* What needs to be done
Every entry below must appear again, exactly as written.

** Opening Data for review block **

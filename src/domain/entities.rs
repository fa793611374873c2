//! Domain entities mirrored from persistent storage.

use serde::Serialize;
use sqlx::FromRow;
use time::OffsetDateTime;

/// One stored row per (post_id, locale). `id` is the concatenation
/// `{post_id}_{locale}`; all rows sharing a `post_id` are translations of
/// the same logical post.
#[derive(Debug, Clone, PartialEq, Serialize, FromRow)]
pub struct PostTranslationRecord {
    pub id: String,
    pub post_id: String,
    pub locale: String,
    pub slug: String,
    pub title: String,
    pub excerpt: Option<String>,
    /// Serialized content-block document (JSON text).
    pub content: String,
    /// Comma-joined category slugs.
    pub categories: Option<String>,
    pub cover_image: Option<String>,
    pub featured: bool,
    pub published: bool,
    pub author_name: String,
    pub badge_text: Option<String>,
    pub badge_color: Option<String>,
    #[serde(with = "time::serde::rfc3339::option")]
    pub published_at: Option<OffsetDateTime>,
    #[serde(with = "time::serde::rfc3339")]
    pub created_at: OffsetDateTime,
    #[serde(with = "time::serde::rfc3339")]
    pub updated_at: OffsetDateTime,
}

#[derive(Debug, Clone, PartialEq, Serialize, FromRow)]
pub struct CategoryRecord {
    pub slug: String,
    pub name: String,
    #[serde(with = "time::serde::rfc3339")]
    pub created_at: OffsetDateTime,
}
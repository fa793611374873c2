use crate::application::repos::RepoError;

pub fn map_sqlx_error(err: sqlx::Error) -> RepoError {
    match err {
        sqlx::Error::RowNotFound => RepoError::NotFound,
        sqlx::Error::Database(db) if db.message().contains("duplicate key") => {
            RepoError::Duplicate {
                constraint: db.constraint().unwrap_or("unknown").to_string(),
            }
        }
        sqlx::Error::Database(db)
            if db.message().contains("violates foreign key constraint")
                || db.message().contains("invalid input syntax") =>
        {
            RepoError::InvalidInput {
                message: db.message().to_string(),
            }
        }
        other => RepoError::from_persistence(other),
    }
}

** Closing Data for review block **

* Task result
filename src/domain/entities.rs
repository fa793611374873c2
//! Domain entities mirrored from persistent storage.

use serde::Serialize;
use sqlx::FromRow;
use time::OffsetDateTime;

/// One stored row per (post_id, locale). `id` is the concatenation
/// `{post_id}_{locale}`; all rows sharing a `post_id` are translations of
/// the same logical post.
#[derive(Debug, Clone, PartialEq, Serialize, FromRow)]
pub struct PostTranslationRecord {
    pub id: String,
    pub post_id: String,
    pub locale: String,
    pub slug: String,
    pub title: String,
    pub excerpt: Option<String>,
    /// Serialized content-block document (JSON text).
    pub content: String,
    /// Comma-joined category slugs.
    pub categories: Option<String>,
    pub cover_image: Option<String>,
    pub featured: bool,
    pub published: bool,
    pub author_name: String,
    pub badge_text: Option<String>,
    pub badge_color: Option<String>,
    #[serde(with = "time::serde::rfc3339::option")]
    pub published_at: Option<OffsetDateTime>,
    #[serde(with = "time::serde::rfc3339")]
    pub created_at: OffsetDateTime,
    #[serde(with = "time::serde::rfc3339")]
    pub updated_at: OffsetDateTime,
}

#[derive(Debug, Clone, PartialEq, Serialize, FromRow)]
pub struct CategoryRecord {
    pub slug: String,
    pub name: String,
    #[serde(with = "time::serde::rfc3339")]
    pub created_at: OffsetDateTime,
}
repository fa793611374873c2
use crate::application::repos::RepoError;

pub fn map_sqlx_error(err: sqlx::Error) -> RepoError {
    match err {
        sqlx::Error::RowNotFound => RepoError::NotFound,
        sqlx::Error::Database(db) if db.message().contains("duplicate key") => {
            RepoError::Duplicate {
                constraint: db.constraint().unwrap_or("unknown").to_string(),
            }
        }
        sqlx::Error::Database(db)
            if db.message().contains("violates foreign key constraint")
                || db.message().contains("invalid input syntax") =>
        {
            RepoError::InvalidInput {
                message: db.message().to_string(),
            }
        }
        other => RepoError::from_persistence(other),
    }
}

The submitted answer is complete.